Death’s separation is irredeemable. Children will cry and long hopelessly for their mother. They will be told she travelled. Then another woman comes a few months later and their lives become what they shall become. A pastor dies and the church loses its essence and drifts in the hands of another. Some members come unarmored. And float back to their Egypt. A man dies and his wife and children become economic refugees. They are relocated to the village and their new reality. With him, they had seemed privileged.
I promised to help a young man. He had been repatriated from South-east Asia. He had seemed a wreck of a fast moving train on an illicit track in Malaysia. He was deported. He came back without his mind. He roamed. And roamed. Two weeks after I promised to help rebuild his life he woke up and hung himself on a tree. And left me sick and guilty.
A colleague is found in his hotel room lying face-down. The police have no clues. We are left to grieve speechlessly.
Death takes with it the dead and takes so much more. It takes their good manners and cheerfulness that light up rooms and lives. It takes with it their knowledge that was once commonwealth. It takes the public and the private. It takes their wishes and their secrets. And leaves the living more wretched.
Death cleanses. The old culled, so that the new and young can flourish. The earth would have suffered from chronic constipation if it didn’t have an excretion mechanism. But death is not focused on benevolent renewal. It takes the chicks and leaves old worn layers, sometimes. And ordains the grief that only hell can fashion.
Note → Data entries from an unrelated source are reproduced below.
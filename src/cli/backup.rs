//! Backup CLI commands
//!
//! Implements CLI commands for creating, listing, inspecting, restoring and
//! pruning backups.

use std::path::{Path, PathBuf};

use clap::Subcommand;
use tabled::settings::Style;
use tabled::{Table, Tabled};

use crate::audit::{AuditEntry, AuditLogger};
use crate::backup::{
    is_sealed, BackupInfo, BackupManager, CancellationToken, NoProgress, RestoreHooks,
    RestoreUnpacker, ARCHIVE_EXTENSION, SEALED_EXTENSION,
};
use crate::config::paths::ReceiptsPaths;
use crate::config::settings::{Compression, Settings};
use crate::crypto::SecureString;
use crate::error::{ReceiptsError, ReceiptsResult};

/// Environment variable holding the backup passphrase
pub const PASSPHRASE_ENV: &str = "RECEIPTS_BACKUP_PASSPHRASE";

/// Backup subcommands
#[derive(Subcommand)]
pub enum BackupCommands {
    /// Create a new backup
    Create {
        /// Write the archive here instead of the backup directory
        #[arg(short, long)]
        output: Option<PathBuf>,

        /// Seal the archive with a passphrase
        #[arg(short, long)]
        encrypt: bool,

        /// Store entries without compression
        #[arg(long)]
        stored: bool,
    },

    /// List all available backups
    List {
        /// Show detailed information
        #[arg(short, long)]
        verbose: bool,
    },

    /// Restore from a backup
    Restore {
        /// Backup filename or path (use 'latest' for most recent)
        backup: String,

        /// Skip confirmation prompt
        #[arg(short, long)]
        force: bool,
    },

    /// Show information about a specific backup
    Info {
        /// Backup filename or path
        backup: String,
    },

    /// Delete old backups according to retention policy
    Prune {
        /// Skip confirmation prompt
        #[arg(short, long)]
        force: bool,
    },
}

#[derive(Tabled)]
struct BackupRow {
    #[tabled(rename = "#")]
    index: usize,
    #[tabled(rename = "File")]
    filename: String,
    #[tabled(rename = "Age")]
    age: String,
    #[tabled(rename = "Size")]
    size: String,
    #[tabled(rename = "Kind")]
    kind: String,
}

impl BackupRow {
    fn new(index: usize, backup: &BackupInfo) -> Self {
        let age = chrono::Utc::now().signed_duration_since(backup.created_at);
        let mut kind = Vec::new();
        if backup.is_monthly {
            kind.push("monthly");
        }
        if backup.sealed {
            kind.push("sealed");
        }
        Self {
            index,
            filename: backup.filename.clone(),
            age: format_duration(age),
            size: format_size(backup.size_bytes),
            kind: kind.join(", "),
        }
    }
}
//! The `backup_info.txt` manifest
//!
//! A manifest is a handful of `key: value` lines written as the last entry of
//! every archive. Unknown keys are ignored so newer writers can add fields
//! without breaking older readers of the same format version.

use std::collections::HashMap;

use chrono::{DateTime, SecondsFormat, Utc};
use serde::{Deserialize, Serialize};

use crate::error::{ReceiptsError, ReceiptsResult};

use super::category::StorageCategory;

/// Current archive format version
pub const FORMAT_VERSION: u32 = 1;

const KEY_VERSION: &str = "format_version";
const KEY_CREATED_AT: &str = "created_at";
const KEY_APP_VERSION: &str = "app_version";
const KEY_DATABASE: &str = "database_files";
const KEY_PREFERENCES: &str = "preference_files";
const KEY_IMAGES: &str = "image_files";
const KEY_UNCOMPRESSED: &str = "total_uncompressed_bytes";
const KEY_COMPRESSED: &str = "total_compressed_bytes";

/// Number of files per category
#[derive(Debug, Clone, Copy, Default, PartialEq, Eq, Serialize, Deserialize)]
pub struct CategoryCounts {
    pub database: usize,
    pub preferences: usize,
    pub images: usize,
}

impl CategoryCounts {
    pub fn get(&self, category: StorageCategory) -> usize {
        match category {
            StorageCategory::Database => self.database,
            StorageCategory::Preferences => self.preferences,
            StorageCategory::Images => self.images,
            StorageCategory::Other => 0,
        }
    }

    /// Count one more file of `category`; `Other` is not tracked
    pub fn increment(&mut self, category: StorageCategory) {
        match category {
            StorageCategory::Database => self.database += 1,
            StorageCategory::Preferences => self.preferences += 1,
            StorageCategory::Images => self.images += 1,
            StorageCategory::Other => {}
        }
    }

    pub fn total(&self) -> usize {
        self.database + self.preferences + self.images
    }
}

/// Metadata describing one backup archive
#[derive(Debug, Clone, PartialEq, Eq, Serialize)]
pub struct BackupManifest {
    pub format_version: u32,
    pub created_at: DateTime<Utc>,
    pub app_version: String,
    pub counts: CategoryCounts,
    /// Sum of the original file sizes
    pub total_uncompressed_bytes: u64,
    /// Size of the archive body preceding the manifest entry
    pub total_compressed_bytes: u64,
}

impl BackupManifest {
    /// Create a manifest for the current format version
    pub fn new(
        created_at: DateTime<Utc>,
        counts: CategoryCounts,
        total_uncompressed_bytes: u64,
        total_compressed_bytes: u64,
    ) -> Self {
        Self {
            format_version: FORMAT_VERSION,
            created_at,
            app_version: env!("CARGO_PKG_VERSION").to_string(),
            counts,
            total_uncompressed_bytes,
            total_compressed_bytes,
        }
    }

    /// Render as `key: value` lines
    pub fn to_text(&self) -> String {
        let lines = [
            (KEY_VERSION, self.format_version.to_string()),
            (
                KEY_CREATED_AT,
                self.created_at.to_rfc3339_opts(SecondsFormat::Millis, true),
            ),
            (KEY_APP_VERSION, self.app_version.clone()),
            (KEY_DATABASE, self.counts.database.to_string()),
            (KEY_PREFERENCES, self.counts.preferences.to_string()),
            (KEY_IMAGES, self.counts.images.to_string()),
            (KEY_UNCOMPRESSED, self.total_uncompressed_bytes.to_string()),
            (KEY_COMPRESSED, self.total_compressed_bytes.to_string()),
        ];

        let mut text = String::new();
        for (key, value) in lines {
            text.push_str(key);
            text.push_str(": ");
            text.push_str(&value);
            text.push('\n');
        }
        text
    }

    /// Parse manifest text
    ///
    /// The version is checked before anything else so a manifest from a newer
    /// format is reported as a version mismatch even if its other keys changed.
    pub fn parse(text: &str) -> ReceiptsResult<Self> {
        let fields: HashMap<&str, &str> = text
            .lines()
            .filter_map(|line| line.split_once(':'))
            .map(|(key, value)| (key.trim(), value.trim()))
            .collect();

        let format_version: u32 = parse_field(&fields, KEY_VERSION)?;
        if format_version == 0 || format_version > FORMAT_VERSION {
            return Err(ReceiptsError::ManifestVersionMismatch {
                found: format_version,
                supported: FORMAT_VERSION,
            });
        }

        let created_at = required(&fields, KEY_CREATED_AT)?;
        let created_at = DateTime::parse_from_rfc3339(created_at)
            .map_err(|e| {
                ReceiptsError::ArchiveCorrupt(format!("Invalid manifest {}: {}", KEY_CREATED_AT, e))
            })?
            .with_timezone(&Utc);

        Ok(Self {
            format_version,
            created_at,
            app_version: fields
                .get(KEY_APP_VERSION)
                .map(|v| v.to_string())
                .unwrap_or_default(),
            counts: CategoryCounts {
                database: parse_field(&fields, KEY_DATABASE)?,
                preferences: parse_field(&fields, KEY_PREFERENCES)?,
                images: parse_field(&fields, KEY_IMAGES)?,
            },
            total_uncompressed_bytes: parse_field(&fields, KEY_UNCOMPRESSED)?,
            total_compressed_bytes: parse_field(&fields, KEY_COMPRESSED)?,
        })
    }
}

fn required<'a>(fields: &HashMap<&str, &'a str>, key: &str) -> ReceiptsResult<&'a str> {
    fields
        .get(key)
        .copied()
        .ok_or_else(|| ReceiptsError::ArchiveCorrupt(format!("Manifest is missing '{}'", key)))
}

fn parse_field<T: std::str::FromStr>(fields: &HashMap<&str, &str>, key: &str) -> ReceiptsResult<T> {
    let value = required(fields, key)?;
    value.parse().map_err(|_| {
        ReceiptsError::ArchiveCorrupt(format!("Invalid manifest {}: '{}'", key, value))
    })
}
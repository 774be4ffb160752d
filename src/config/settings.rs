//! User settings for Receipts
//!
//! Manages backup preferences: retention policy, compression, encryption and
//! optional overrides for the storage roots.

use std::path::PathBuf;

use serde::{Deserialize, Serialize};

use super::paths::ReceiptsPaths;
use crate::backup::StorageRoots;
use crate::error::ReceiptsError;

/// Backup retention settings
#[derive(Debug, Clone, Serialize, Deserialize)]
pub struct BackupRetention {
    /// Number of daily backups to keep
    pub daily_count: u32,
    /// Number of monthly backups to keep
    pub monthly_count: u32,
}

impl Default for BackupRetention {
    fn default() -> Self {
        Self {
            daily_count: 30,
            monthly_count: 12,
        }
    }
}

/// Compression used for archive entries
#[derive(Debug, Clone, Copy, PartialEq, Eq, Serialize, Deserialize, Default)]
#[serde(rename_all = "lowercase")]
pub enum Compression {
    /// Deflate every entry (default)
    #[default]
    Deflated,
    /// Store entries uncompressed
    Stored,
}

/// Backup behaviour settings
#[derive(Debug, Clone, Serialize, Deserialize, Default)]
pub struct BackupSettings {
    /// Compression method for archive entries
    #[serde(default)]
    pub compression: Compression,

    /// Seal backups with a passphrase by default
    #[serde(default)]
    pub encrypt: bool,
}

/// Overrides for the directories that get backed up
///
/// Any root left unset falls back to the location under the data directory.
#[derive(Debug, Clone, Serialize, Deserialize, Default)]
pub struct StorageRootOverrides {
    #[serde(default, skip_serializing_if = "Option::is_none")]
    pub database: Option<PathBuf>,
    #[serde(default, skip_serializing_if = "Option::is_none")]
    pub preferences: Option<PathBuf>,
    #[serde(default, skip_serializing_if = "Option::is_none")]
    pub images: Option<PathBuf>,
}

/// User settings for Receipts
#[derive(Debug, Clone, Serialize, Deserialize)]
pub struct Settings {
    /// Schema version for migration support
    #[serde(default = "default_schema_version")]
    pub schema_version: u32,

    /// Backup retention policy
    #[serde(default)]
    pub backup_retention: BackupRetention,

    /// Backup behaviour
    #[serde(default)]
    pub backup: BackupSettings,

    /// Storage root overrides
    #[serde(default)]
    pub storage_roots: StorageRootOverrides,
}

fn default_schema_version() -> u32 {
    1
}

impl Default for Settings {
    fn default() -> Self {
        Self {
            schema_version: default_schema_version(),
            backup_retention: BackupRetention::default(),
            backup: BackupSettings::default(),
            storage_roots: StorageRootOverrides::default(),
        }
    }
}

impl Settings {
    /// Load settings from disk, or create default settings if file doesn't exist
    pub fn load_or_create(paths: &ReceiptsPaths) -> Result<Self, ReceiptsError> {
        let settings_path = paths.settings_file();

        if settings_path.exists() {
            let contents = std::fs::read_to_string(&settings_path).map_err(|e| {
                ReceiptsError::Io(format!("Failed to read settings file: {}", e))
            })?;

            let settings: Settings = serde_json::from_str(&contents).map_err(|e| {
                ReceiptsError::Config(format!("Failed to parse settings file: {}", e))
            })?;

            Ok(settings)
        } else {
            // Don't save yet - let caller decide when to persist
            Ok(Settings::default())
        }
    }

    /// Save settings to disk
    pub fn save(&self, paths: &ReceiptsPaths) -> Result<(), ReceiptsError> {
        std::fs::create_dir_all(paths.base_dir())
            .map_err(|e| ReceiptsError::Io(format!("Failed to create base directory: {}", e)))?;

        let contents = serde_json::to_string_pretty(self).map_err(|e| {
            ReceiptsError::Config(format!("Failed to serialize settings: {}", e))
        })?;

        std::fs::write(paths.settings_file(), contents).map_err(|e| {
            ReceiptsError::Io(format!("Failed to write settings file: {}", e))
        })?;

        Ok(())
    }

    /// Resolve the storage roots, applying any overrides
    pub fn storage_roots(&self, paths: &ReceiptsPaths) -> StorageRoots {
        let overrides = &self.storage_roots;
        StorageRoots::new(
            overrides
                .database
                .clone()
                .unwrap_or_else(|| paths.database_dir()),
            overrides
                .preferences
                .clone()
                .unwrap_or_else(|| paths.preferences_dir()),
            overrides.images.clone().unwrap_or_else(|| paths.images_dir()),
        )
    }
}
People say goodbye casually and walk away. And never come back.
Sometimes, the plane crashes. But sometimes it doesn’t. A friend is supposed to be there going about her business. You are sure. Then you run into a facebook post . There is a candle beside her smiling face. The message:Goodnight. The post is a month old. You feel faint. And manage to scroll through the comments. It’s filled with RIPs. She is dead.
Her phones are switched off. She has been buried? You scroll through your phone. And read. Your Christmas message hasn’t still delivered. And you didn’t notice. Nothing will be delivered to her again. Death passed by. She wasn’t qualified. Her last baby isn’t two years old yet. You can’t accept it’s final. It’s dumb. You are numb.
Then the memories flood in. And life becomes such almost a wasteful routine. Why do good young dependable people die? She was healthy. Now she is dead. She didn’t get a quit notice. And you were not in the picture.
Why then are we so much attached to the world if death follows us everywhere and reaps drunkenly. Why do we fight and gather compulsively? Why do we even lose sleep? Why can’t we just love ourselves and our neighbours on our borrowed times.
When death strikes all that is left is to mourn and grieve. Grief is useful. Friends and family are precious and perishable. Bereavement is harrowing. Grief that comes with it burns the heart. But teaches the mind. Take nothing for granted. Life is short. Rest in peace, Damola.
Death is brutal….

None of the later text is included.